Quick-connect paint pole
When it’s time to paint, this is the extension pole we fight over. The quick-connect feature allows you to easily connect and disconnect the roller frame without having to screw and unscrew the pole. In addition, the pole is hexagon-shaped to prevent it from spinning, and is super easy to extend. Just push the button to release. Then pull in or push out the top section until the spring-loaded pin drops into a hole in the pole to lock it in place. The Sherlock GT Convertible shown here (the 2-ft. to 4-ft. size; about $28) includes a screw-in adapter that stores in the handle and allows you to convert any roller frame into a quick-connect version. Find Sherlock poles at paint stores, some home centers and online.
How can you go wrong spending less than a dollar for a tool that simplifies paint pouring and reduces the mess?

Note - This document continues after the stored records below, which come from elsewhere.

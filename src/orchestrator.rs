//! Six-step startup sequence and lifetime owner of sessions, tree, and plan:
//! load topology, connect + arbitrate every switch, push pipeline +
//! subscribe digests, build the tree and program the fabric multicast
//! group, start per-switch receive loops, then serve configuration
//! uploads.

use std::collections::HashMap;
use std::net::SocketAddr;
use std::sync::Arc;
use std::time::{Duration, Instant};

use arc_swap::ArcSwap;
use backoff::ExponentialBackoffBuilder;
use tokio::sync::{mpsc, watch, Mutex};

use crate::arp::{ArpLearner, PacketInFrame};
use crate::config::Cli;
use crate::digest::DigestProcessor;
use crate::plan::{Plan, RawUploadPayload};
use crate::rules::{fabric_multicast_entry, RuleEngine};
use crate::schema::Schema;
use crate::session::{InboundQueue, SwitchSession};
use crate::topology::{SpanningTree, Topology, TopologyDoc};
use crate::transport::{FramedTcpChannel, InboundMessage, UpdateKind};

const DIGEST_NAME: &str = "congestion_digest_t";
const RECONNECT_MAX_ELAPSED: Duration = Duration::from_secs(30);

/// Derive the fixed `(device_id, address)` pair for a switch name:
/// `s{i+1} -> 127.0.0.1:{50050+i+1}`.
fn switch_endpoint(name: &str) -> Option<(u64, SocketAddr)> {
    let n: u64 = name.trim_start_matches('s').parse().ok()?;
    let addr = format!("127.0.0.1:{}", 50050 + n).parse().ok()?;
    Some((n, addr))
}

async fn connect_with_backoff(name: &str, addr: SocketAddr) -> anyhow::Result<FramedTcpChannel> {
    let policy = ExponentialBackoffBuilder::default()
        .with_max_elapsed_time(Some(RECONNECT_MAX_ELAPSED))
        .build();

    backoff::future::retry(policy, || async {
        FramedTcpChannel::connect(addr).await.map_err(|e| {
            tracing::debug!(switch = %name, %addr, error = %e, "connect failed, retrying");
            backoff::Error::transient(e)
        })
    })
    .await
    .map_err(|e| anyhow::anyhow!("failed to connect to {name} at {addr}: {e}"))
}

pub struct Orchestrator {
    pub schema: Arc<Schema>,
    pub topology: Arc<Topology>,
    pub tree: Arc<SpanningTree>,
    sessions: HashMap<String, Arc<SwitchSession<FramedTcpChannel>>>,
    rules: Mutex<RuleEngine<FramedTcpChannel>>,
    plan: ArcSwap<Plan>,
    report_tx: mpsc::Sender<crate::report::ReportRow>,
    shutdown_tx: watch::Sender<bool>,
}

impl Orchestrator {
    /// Steps 1-4 of the startup sequence: load topology, connect every
    /// switch session, push the pipeline + subscribe digests, build the
    /// tree and program the fabric-wide multicast group.
    pub async fn bootstrap(cli: &Cli) -> anyhow::Result<Arc<Self>> {
        let topology_doc: TopologyDoc = serde_json::from_slice(&tokio::fs::read(&cli.topology).await?)?;
        let (topology, warnings) = Topology::from_doc(topology_doc);
        for w in &warnings {
            tracing::warn!(%w, "topology consistency warning");
        }

        let schema_doc = serde_json::from_slice(&tokio::fs::read(&cli.schema).await?)?;
        let schema = Arc::new(Schema::from_doc(schema_doc));

        let schema_blob = tokio::fs::read(&cli.schema).await?;
        let device_config_blob = tokio::fs::read(&cli.device_config).await?;

        let mut sessions = HashMap::new();
        for switch in &topology.switches {
            let Some((device_id, addr)) = switch_endpoint(switch) else {
                tracing::warn!(switch, "switch name does not match the `s<N>` convention, skipping");
                continue;
            };

            let channel = connect_with_backoff(switch, addr).await?;
            let (session, queue) = SwitchSession::new(switch.clone(), device_id, schema.clone(), channel);
            session.open().await?;
            crate::metrics::publish_session_state(switch, true);
            session
                .push_pipeline(schema_blob.clone(), device_config_blob.clone())
                .await?;

            if let Ok(entry) = schema.build_digest_entry(DIGEST_NAME) {
                if let Err(e) = session.write_digest_entry(UpdateKind::Insert, &entry).await {
                    tracing::warn!(switch, error = %e, "failed to subscribe to digest");
                }
            } else {
                tracing::warn!(switch, digest = DIGEST_NAME, "digest not present in schema, skipping subscription");
            }

            let session = Arc::new(session);
            sessions.insert(switch.clone(), (session, queue));
        }

        let (tree, warnings) = SpanningTree::build(&topology);
        for w in &warnings {
            tracing::warn!(%w, "spanning-tree consistency warning");
        }

        for (switch, (session, _queue)) in &sessions {
            let entry = fabric_multicast_entry(&tree, &topology, switch);
            if let Err(e) = session.write_multicast_entry(UpdateKind::Insert, &entry).await {
                tracing::warn!(switch, error = %e, "failed to program fabric multicast group");
            }
        }

        crate::metrics::publish_topology_shape(
            topology.switches.len(),
            topology.switch_neighbors.values().map(|n| n.len()).sum(),
            topology.switch_neighbors.values().map(|n| n.len()).sum::<usize>() / 2,
            topology.host_ports.len(),
        );

        let report_tx = crate::report::spawn_report_writer(cli.report_path.clone());
        let (shutdown_tx, _shutdown_rx) = watch::channel(false);

        let topology = Arc::new(topology);
        let tree = Arc::new(tree);

        let mut queues = HashMap::new();
        let mut session_map = HashMap::new();
        for (name, (session, queue)) in sessions {
            queues.insert(name.clone(), queue);
            session_map.insert(name, session);
        }

        let orchestrator = Arc::new(Orchestrator {
            schema: schema.clone(),
            topology: topology.clone(),
            tree: tree.clone(),
            sessions: session_map,
            rules: Mutex::new(RuleEngine::new(schema)),
            plan: ArcSwap::from_pointee(Plan::default()),
            report_tx,
            shutdown_tx,
        });

        // Step 5: start the per-switch receive loops.
        orchestrator.clone().spawn_receive_loops(queues);

        Ok(orchestrator)
    }

    /// Step 5: one reader task + one dispatcher task per switch.
    fn spawn_receive_loops(self: Arc<Self>, queues: HashMap<String, InboundQueue>) {
        for (name, session) in &self.sessions {
            let session = session.clone();
            let mut shutdown_rx = self.shutdown_tx.subscribe();
            let reader_name = name.clone();
            tokio::spawn(async move {
                session.run_reader(&mut shutdown_rx).await;
                crate::metrics::publish_session_state(&reader_name, false);
                tracing::info!(switch = %reader_name, "reader task exited");
            });
        }

        for (name, mut queue) in queues {
            let this = self.clone();
            tokio::spawn(async move {
                let mut arp_learner = ArpLearner::new();
                let mut digest_processor = DigestProcessor::<FramedTcpChannel>::new(name.clone(), this.report_tx.clone());

                loop {
                    let Some(received) = queue.next_inbound(Duration::from_secs(2)).await else {
                        if *this.shutdown_tx.borrow() {
                            return;
                        }
                        continue;
                    };

                    this.dispatch_inbound(&name, &mut arp_learner, &mut digest_processor, received).await;
                }
            });
        }
    }

    async fn dispatch_inbound(
        &self,
        switch: &str,
        arp_learner: &mut ArpLearner,
        digest_processor: &mut DigestProcessor<FramedTcpChannel>,
        received: crate::session::ReceivedMessage,
    ) {
        let Some(session) = self.sessions.get(switch) else {
            return;
        };

        match received.message {
            InboundMessage::PacketIn { payload, metadata } => {
                let Some(frame) = PacketInFrame::from_wire(&payload, &metadata) else {
                    return;
                };
                let rules = self.rules.lock().await;
                let topology_for_host_ip = self.topology.clone();
                let topology_for_ports = self.topology.clone();
                let tree = self.tree.clone();
                let switch_owned = switch.to_string();
                arp_learner
                    .handle_packet_in(
                        &rules,
                        session,
                        frame,
                        move |mac| topology_for_host_ip.host_ip_by_mac(mac),
                        move || tree.replica_ports(&topology_for_ports, &switch_owned),
                    )
                    .await;
            }
            InboundMessage::DigestList { digest_id: _, data } => {
                let plan = self.plan.load_full();
                let mut rules = self.rules.lock().await;
                for raw in data {
                    let now = Instant::now();
                    if let Err(e) = digest_processor
                        .handle_digest(
                            &mut rules,
                            |name| self.sessions.get(name).cloned(),
                            &plan,
                            &raw,
                            received.received_at,
                            now,
                        )
                        .await
                    {
                        tracing::warn!(switch, error = %e, "digest referenced an unknown tunnel id");
                    }
                }
            }
        }
    }

    /// Invoked by the configuration-upload HTTP boundary: normalize the
    /// payload, program tunnel paths, weak-learner marking, and classifier
    /// entries, then swap in the new plan atomically.
    pub async fn apply_plan(&self, raw: RawUploadPayload) -> anyhow::Result<()> {
        let plan = Plan::from_raw(raw);
        let mut rules = self.rules.lock().await;

        for (route, reverse_path) in plan.directional_tunnels() {
            let Some(dst_host) = self
                .topology
                .resolve_host(&route.dst_host)
                .and_then(|name| self.topology.hosts.get(&name).copied())
            else {
                tracing::warn!(dst = %route.dst_host, "unknown destination host, skipping tunnel");
                continue;
            };
            let Some(src_host) = self
                .topology
                .resolve_host(&route.src_host)
                .and_then(|name| self.topology.hosts.get(&name).copied())
            else {
                tracing::warn!(src = %route.src_host, "unknown source host, skipping reverse tunnel");
                continue;
            };

            let forward_ids = route.switch_path_ids();
            let forward_tunnel = crate::rules::TunnelId::from_path(&forward_ids);
            let report = rules
                .install_tunnel_path(
                    |name| self.sessions.get(name).cloned(),
                    &route.path,
                    forward_tunnel,
                    dst_host.ip,
                    |a, b| self.topology.switch_port(a, b),
                    |s| self.topology.host_port(s),
                    dst_host.mac,
                )
                .await;
            if !report.all_ok() {
                tracing::warn!(tunnel_id = forward_tunnel.0, failed = report.failed.len(), "tunnel install had partial failures");
            }

            let reverse_ids: Vec<u32> = reverse_path.iter().filter_map(|s| s.trim_start_matches('s').parse().ok()).collect();
            let reverse_tunnel = crate::rules::TunnelId::from_path(&reverse_ids);
            let report = rules
                .install_tunnel_path(
                    |name| self.sessions.get(name).cloned(),
                    &reverse_path,
                    reverse_tunnel,
                    src_host.ip,
                    |a, b| self.topology.switch_port(a, b),
                    |s| self.topology.host_port(s),
                    src_host.mac,
                )
                .await;
            if !report.all_ok() {
                tracing::warn!(tunnel_id = reverse_tunnel.0, failed = report.failed.len(), "reverse tunnel install had partial failures");
            }
        }

        for (switch, session) in &self.sessions {
            let Some(node_id) = switch.trim_start_matches('s').parse::<u32>().ok() else {
                continue;
            };
            let is_wl = plan.wl_nodes.contains(&node_id);
            let range = self.topology.port_range(switch);
            let report = rules.install_wl_marking(session, switch, is_wl, range).await;
            if !report.all_ok() {
                tracing::warn!(switch, is_wl, "weak-learner marking had partial failures");
            }
        }

        for (switch, entries) in &plan.classifier_entries {
            if let Some(session) = self.sessions.get(switch) {
                let report = rules.install_classifier_entries(session, entries).await;
                if !report.all_ok() {
                    tracing::warn!(switch, failed = report.failed.len(), "classifier install had partial failures");
                }
            } else {
                tracing::warn!(switch, "classifier entries reference unknown switch");
            }
        }

        crate::metrics::publish_plan_shape(
            plan.routes.len(),
            plan.wl_nodes.len(),
            plan.classifier_entries.values().map(|v| v.len()).sum(),
        );

        self.plan.store(Arc::new(plan));
        Ok(())
    }

    pub fn shutdown(&self) {
        let _ = self.shutdown_tx.send(true);
    }
}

This handy spout snaps onto the rim of a gallon or quart can and directs the paint where you want it. Plus it prevents paint from running down the side of the can and creating a mess on the floor or drop cloth. You’ll find these at home centers and paint stores, or search online for “snap on paint can spout.”
Field Editor favorite: Brush and roller spinner
We asked our Field Editors to send in their choices for the best DIY painting gear. Their picks ranged from battery-powered sprayers to favorite putty knives. But there were a couple favorites that stood out from the crowd.
Our Field Editors don’t like cleaning up painting gear, so it’s no surprise that this brush and roller spinner is one of their choices for best painting gear. You’ll find roller spinners ($15 to $25) at any good paint store.